1.- Pabellón de mujeres de la prisión Tenerife 2. Viernes. He aceptado la invitación de un amigo para dar una charla a las reclusas que lo deseen. ¿El tema?: la escritura. Puertas que se abren y se cierran en el módulo principal, a través del cual accedo al pabellón de mujeres. 180 reclusas viven allí. Tienen acceso a la prensa. Tienen acceso a la biblioteca. Pueden ver la televisión, sin límite de horas. Devoran las páginas de sucesos de los periódicos "para ver quiénes serán las próximas que lleguen". No se quejan demasiado. La emoción surge, y también las lágrimas, cuando pido a algunas de las asistentes al taller que lean lo que han escrito, en la soledad de sus celdas. Una de ellas, está en la trena porque insultó a la jueza y al fiscal, tras haber sido acusada de estafa. Creo que no tiene sentido que esa mujer siga allí, si es por insultar a una jueza y a un fiscal, en su condición de preventiva. La mayoría paga delitos de tráfico de drogas. "He aprendido", asegura Cathaysa, "ya sé lo que no tengo que hacer cuando salga". Observo detenidamente a una de ellas, Elizabeth. Morena, boca muy sensual, mirada triste. "¿De verdad que quiere que le escriba?", pregunta. "Hazlo, que yo te contestaré". Lo peor es el ruido de las dos puertas que las separan de la libertad. Nada de móviles. Nada de la Internet. Una espigada y guapa funcionaria me sonríe. Tiene cara de ángel. ¿Lo será? Antonia se ha encargado de recopilar los trabajos de todas sus compañeras reclusas. Y ha escrito su propia historia. Una historia tremendamente bella, que empieza a la salida del casino donde celebró su presentación en sociedad, cuando vio una "Kawasaki" plateada, se enamoró de su jinete y se casó con él; tenía 17 años. Probablemente su madre hubiera detenido aquel amor prematuro; pero su madre había muerto cuando Antonia sólo tenía seis años. Especialmente emotivo el relato de ella con su padre, en la playa de El Reducto, aquel día en que le habló de una gallina desplumada, cuyo ropaje se lleva el viento de Lanzarote. Le quería enseñar cómo era la vida y quizá lo efímero de las cosas.
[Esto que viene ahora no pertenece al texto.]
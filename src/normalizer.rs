//! Feature Normalizer
//!
//! Turns connection records into a fixed-width, standardized matrix:
//! categorical columns go through per-field vocabularies, missing numeric
//! values are imputed with training means, and every column is scaled to
//! zero mean / unit variance using statistics frozen at fit time.

use crate::features::{
    CategoricalField, ConnectionRecord, Field, NumericField, FIELD_COUNT, NUMERIC_FIELD_COUNT,
};
use crate::{DlhaError, Result};
use ndarray::{Array1, Array2, Axis};
use serde::{Deserialize, Serialize};
use std::collections::{BTreeSet, HashMap};

/// Sorted vocabulary for one categorical field.
///
/// Index 0 doubles as the fallback for values never seen during training.
#[derive(Debug, Clone, PartialEq, Serialize, Deserialize)]
#[serde(from = "Vec<String>", into = "Vec<String>")]
pub struct CategoryEncoder {
    classes: Vec<String>,
    index: HashMap<String, usize>,
}

impl CategoryEncoder {
    /// Fit a vocabulary from observed values
    pub fn fit<'a, I>(values: I) -> Self
    where
        I: IntoIterator<Item = &'a str>,
    {
        let classes: BTreeSet<&str> = values.into_iter().collect();
        Self::from(classes.into_iter().map(str::to_string).collect::<Vec<_>>())
    }

    /// Strict lookup
    pub fn try_encode(&self, field: CategoricalField, value: &str) -> Result<usize> {
        self.index
            .get(value)
            .copied()
            .ok_or_else(|| DlhaError::UnknownCategory {
                field: field.name(),
                value: value.to_string(),
            })
    }

    /// Lookup with fallback to the first class for unseen values
    pub fn encode(&self, field: CategoricalField, value: &str) -> usize {
        match self.try_encode(field, value) {
            Ok(code) => code,
            Err(e) => {
                tracing::debug!("{}, using fallback '{}'", e, self.fallback());
                0
            }
        }
    }

    /// Fallback class
    pub fn fallback(&self) -> &str {
        self.classes.first().map(String::as_str).unwrap_or_default()
    }

    /// Known classes in code order
    pub fn classes(&self) -> &[String] {
        &self.classes
    }

    /// Vocabulary size
    pub fn len(&self) -> usize {
        self.classes.len()
    }

    /// Whether the vocabulary is empty
    pub fn is_empty(&self) -> bool {
        self.classes.is_empty()
    }
}

impl From<Vec<String>> for CategoryEncoder {
    fn from(classes: Vec<String>) -> Self {
        let index = classes
            .iter()
            .enumerate()
            .map(|(i, class)| (class.clone(), i))
            .collect();
        Self { classes, index }
    }
}

impl From<CategoryEncoder> for Vec<String> {
    fn from(encoder: CategoryEncoder) -> Self {
        encoder.classes
    }
}

/// Vocabularies for all three categorical fields
#[derive(Debug, Clone, PartialEq, Serialize, Deserialize)]
pub struct CategoryEncoders {
    /// `protocol_type` vocabulary
    pub protocol_type: CategoryEncoder,
    /// `service` vocabulary
    pub service: CategoryEncoder,
    /// `flag` vocabulary
    pub flag: CategoryEncoder,
}

impl CategoryEncoders {
    /// Fit all vocabularies on training records
    pub fn fit(records: &[ConnectionRecord]) -> Self {
        let fit_field = |field| CategoryEncoder::fit(records.iter().map(|r| r.categorical(field)));
        Self {
            protocol_type: fit_field(CategoricalField::ProtocolType),
            service: fit_field(CategoricalField::Service),
            flag: fit_field(CategoricalField::Flag),
        }
    }

    /// Encoder for a field
    pub fn get(&self, field: CategoricalField) -> &CategoryEncoder {
        match field {
            CategoricalField::ProtocolType => &self.protocol_type,
            CategoricalField::Service => &self.service,
            CategoricalField::Flag => &self.flag,
        }
    }

    /// Encode a record's categorical value, falling back for unseen values
    pub fn encode(&self, record: &ConnectionRecord, field: CategoricalField) -> usize {
        self.get(field).encode(field, record.categorical(field))
    }
}

/// Frozen imputation and scaling statistics
#[derive(Debug, Clone, PartialEq, Serialize, Deserialize)]
pub struct ScalingState {
    /// Training mean per numeric field, used to fill missing values
    pub impute_means: Vec<f64>,
    /// Column means of the encoded training matrix
    pub mean: Array1<f64>,
    /// Column standard deviations (1.0 for constant columns)
    pub scale: Array1<f64>,
}

/// Fitted feature normalizer.
///
/// Only obtainable through [`FeatureNormalizer::fit_transform`] or by
/// reassembling persisted parts, so `transform` never runs unfitted.
#[derive(Debug, Clone, PartialEq)]
pub struct FeatureNormalizer {
    encoders: CategoryEncoders,
    scaling: ScalingState,
}

impl FeatureNormalizer {
    /// Fit on the training set and return the scaled training matrix
    pub fn fit_transform(records: &[ConnectionRecord]) -> Result<(Self, Array2<f64>)> {
        if records.is_empty() {
            return Err(DlhaError::EmptyTrainingSet);
        }

        let encoders = CategoryEncoders::fit(records);
        let impute_means = impute_means(records);
        let encoded = encode_matrix(records, &encoders, &impute_means);

        let mean = encoded
            .mean_axis(Axis(0))
            .ok_or(DlhaError::EmptyTrainingSet)?;
        let scale = encoded
            .std_axis(Axis(0), 0.0)
            .mapv(|s| if s < 10.0 * f64::EPSILON { 1.0 } else { s });

        tracing::debug!(
            "Normalizer fit on {} records ({} services, {} flags)",
            records.len(),
            encoders.service.len(),
            encoders.flag.len()
        );

        let normalizer = Self {
            encoders,
            scaling: ScalingState { impute_means, mean, scale },
        };
        let scaled = normalizer.scale(encoded);
        Ok((normalizer, scaled))
    }

    /// Reassemble from persisted parts
    pub fn from_parts(encoders: CategoryEncoders, scaling: ScalingState) -> Result<Self> {
        if scaling.impute_means.len() != NUMERIC_FIELD_COUNT
            || scaling.mean.len() != FIELD_COUNT
            || scaling.scale.len() != FIELD_COUNT
        {
            return Err(DlhaError::CorruptBundle(format!(
                "normalizer expects {} numeric means and {} column statistics",
                NUMERIC_FIELD_COUNT, FIELD_COUNT
            )));
        }
        if scaling.scale.iter().any(|s| !(s.is_finite() && *s > 0.0)) {
            return Err(DlhaError::CorruptBundle("normalizer scale must be positive".into()));
        }
        Ok(Self { encoders, scaling })
    }

    /// Transform records with the frozen statistics
    pub fn transform(&self, records: &[ConnectionRecord]) -> Array2<f64> {
        let encoded = encode_matrix(records, &self.encoders, &self.scaling.impute_means);
        self.scale(encoded)
    }

    /// Category vocabularies
    pub fn encoders(&self) -> &CategoryEncoders {
        &self.encoders
    }

    /// Imputation and scaling statistics
    pub fn scaling(&self) -> &ScalingState {
        &self.scaling
    }

    /// Output width
    pub fn width(&self) -> usize {
        FIELD_COUNT
    }

    fn scale(&self, encoded: Array2<f64>) -> Array2<f64> {
        (encoded - &self.scaling.mean) / &self.scaling.scale
    }
}

fn impute_means(records: &[ConnectionRecord]) -> Vec<f64> {
    NumericField::ALL
        .iter()
        .map(|&field| {
            let (sum, count) = records
                .iter()
                .filter_map(|r| r.get(field))
                .fold((0.0, 0usize), |(sum, count), v| (sum + v, count + 1));
            // Fully missing column imputes to zero
            if count == 0 { 0.0 } else { sum / count as f64 }
        })
        .collect()
}

fn encode_matrix(
    records: &[ConnectionRecord],
    encoders: &CategoryEncoders,
    impute_means: &[f64],
) -> Array2<f64> {
    let mut matrix = Array2::zeros((records.len(), FIELD_COUNT));

    for (mut row, record) in matrix.axis_iter_mut(Axis(0)).zip(records) {
        for field in Field::schema() {
            row[field.column()] = match field {
                Field::Numeric(f) => record.get(f).unwrap_or(impute_means[f.index()]),
                Field::Categorical(f) => encoders.encode(record, f) as f64,
            };
        }
    }

    matrix
}

#[cfg(test)]
mod tests {
    use super::*;
    use crate::features::{ConnectionFlag, ProtocolType};

    fn sample_records() -> Vec<ConnectionRecord> {
        vec![
            ConnectionRecord::new(ProtocolType::Tcp, "http", ConnectionFlag::Sf)
                .with(NumericField::SrcBytes, 200.0)
                .with(NumericField::Count, 2.0),
            ConnectionRecord::new(ProtocolType::Udp, "domain_u", ConnectionFlag::Sf)
                .with(NumericField::SrcBytes, 40.0)
                .with(NumericField::Count, 10.0),
            ConnectionRecord::new(ProtocolType::Tcp, "private", ConnectionFlag::S0)
                .with(NumericField::SrcBytes, 0.0)
                .with(NumericField::Count, 120.0),
            ConnectionRecord::new(ProtocolType::Icmp, "ecr_i", ConnectionFlag::Sf)
                .with(NumericField::SrcBytes, 1032.0)
                .with(NumericField::Count, 511.0),
        ]
    }

    #[test]
    fn test_encoder_sorted_vocabulary() {
        let encoder = CategoryEncoder::fit(["tcp", "udp", "icmp", "tcp"]);
        assert_eq!(encoder.classes(), ["icmp", "tcp", "udp"]);
        assert_eq!(encoder.encode(CategoricalField::ProtocolType, "udp"), 2);
    }

    #[test]
    fn test_unseen_category_falls_back() {
        let encoder = CategoryEncoder::fit(["http", "ftp", "smtp"]);
        assert!(matches!(
            encoder.try_encode(CategoricalField::Service, "xyz123"),
            Err(DlhaError::UnknownCategory { .. })
        ));
        assert_eq!(encoder.encode(CategoricalField::Service, "xyz123"), 0);
        assert_eq!(encoder.fallback(), "ftp");
    }

    #[test]
    fn test_encoder_serde_rebuilds_index() {
        let encoder = CategoryEncoder::fit(["SF", "REJ", "S0"]);
        let json = serde_json::to_string(&encoder).unwrap();
        assert_eq!(json, r#"["REJ","S0","SF"]"#);

        let restored: CategoryEncoder = serde_json::from_str(&json).unwrap();
        assert_eq!(restored, encoder);
        assert_eq!(restored.encode(CategoricalField::Flag, "SF"), 2);
    }

    #[test]
    fn test_fit_transform_standardizes() {
        let (_, scaled) = FeatureNormalizer::fit_transform(&sample_records()).unwrap();
        assert_eq!(scaled.dim(), (4, FIELD_COUNT));

        let src_bytes = scaled.column(Field::Numeric(NumericField::SrcBytes).column());
        assert!(src_bytes.mean().unwrap().abs() < 1e-9);
        assert!((src_bytes.std(0.0) - 1.0).abs() < 1e-9);

        // Constant column stays at zero instead of dividing by zero
        let land = scaled.column(Field::Numeric(NumericField::Land).column());
        assert!(land.iter().all(|v| *v == 0.0));
    }

    #[test]
    fn test_missing_values_imputed_with_training_mean() {
        let mut records = sample_records();
        records[0].set(NumericField::Hot, Some(4.0));
        records[1].set(NumericField::Hot, Some(8.0));
        records[2].set(NumericField::Hot, None);
        records[3].set(NumericField::Hot, None);
        // Entire column missing
        for r in records.iter_mut() {
            r.set(NumericField::Urgent, None);
        }

        let (normalizer, _) = FeatureNormalizer::fit_transform(&records).unwrap();
        let means = &normalizer.scaling().impute_means;
        assert_eq!(means[NumericField::Hot.index()], 6.0);
        assert_eq!(means[NumericField::Urgent.index()], 0.0);
    }

    #[test]
    fn test_transform_is_deterministic() {
        let records = sample_records();
        let held_out = vec![ConnectionRecord::new(ProtocolType::Tcp, "xyz123", ConnectionFlag::Rej)
            .with(NumericField::SrcBytes, 75.0)];

        let (first, _) = FeatureNormalizer::fit_transform(&records).unwrap();
        let (second, _) = FeatureNormalizer::fit_transform(&records).unwrap();

        assert_eq!(first, second);
        assert_eq!(first.transform(&held_out), second.transform(&held_out));
    }

    #[test]
    fn test_empty_training_set() {
        assert!(matches!(
            FeatureNormalizer::fit_transform(&[]),
            Err(DlhaError::EmptyTrainingSet)
        ));
    }

    #[test]
    fn test_from_parts_validates_widths() {
        let (normalizer, _) = FeatureNormalizer::fit_transform(&sample_records()).unwrap();
        let mut scaling = normalizer.scaling().clone();
        scaling.impute_means.pop();

        let result = FeatureNormalizer::from_parts(normalizer.encoders().clone(), scaling);
        assert!(matches!(result, Err(DlhaError::CorruptBundle(_))));
    }
}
2.- Solicito que utilicen la escritura como liberación. Cuando el concurso de la Internet buscando la palabra más hermosa del mundo, ¿recuerdan cuál fue la que ganó?: pues la palabra "palabra". "Las horas pasan más rápidamente leyendo y escribiendo", aseguro. Elizabeth me mira con sus ojos grandes y negros, o al menos me pareció que eran negros. Yo ya tenía un artículo y un título para el domingo y escuchaba detenidamente a esa chica del Sur que había escrito un poema, medio en verso, medio en prosa, con mucho contenido, sin una sola falta de ortografía. Me dieron ganas de decirles: no busquen rimas, que la rima ya no existe; busquen simplemente palabras y júntenlas con mucho amor. Estaba allí la hija de un viejo médico fallecido, al que conocí mucho, también allá en el Sur. Ocho hermanos y -dice- el error de defenderse con un estilete de la agresión de un familiar. Ocho años. Cada personaje convive con su drama, con su momento trágico. Esta chica que está a mi lado, una menudita pizpireta, sabe inglés, tiene 21 ó 22 años, no recuerdo bien, y tres hijos. Conoce de cocina. Es muy exigente con los demás, no sé si también con ella misma. Me da la espalda todo el rato. "Aprenda a leer", se atreve a decir. Le corrijo un poema hermoso. Me ha escrito una larga dedicatoria en una carpeta de papel canelo. Voy a analizar ese relato. Ya hablaremos. Me despide con la indiferencia de quien sabe que yo no voy a resolver su problema.

3.- Me piden que vuelva, pero no sé si con mucha sinceridad. En realidad, fue una toma de contacto. Yo iba allí con más miedo que el recluso socorrista al que llaman cada verano para que las vigile en la piscina, que ahora está vacía. No miedo físico, sino a quedar mal. No llevé ni siquiera un papel, pero sí algunos libros que dejé en la cárcel. Ignoro si les gustó lo que conté o si fracasé. Salí con una sensación agridulce. Nada las puede consolar, me parece, porque han sufrido la tremenda turbación de la detención, de la acusación y, casi todas, de la condena. Seres humanos tremendamente indefensos tras aquellas rejas. 180 dramas personales; algunas hacen cola ante la ventanilla del médico; otras han superado la metadona; ciertas de ellas van a conquistar el tercer grado. Y una puerta que se cierra, la última, por la que salí yo, después de recuperar mi DNI. Gracias, Miguel Ángel, por la invitación. Y gracias, Paco, por autorizarla. Escríbeme, Elizabeth. Te contestaré.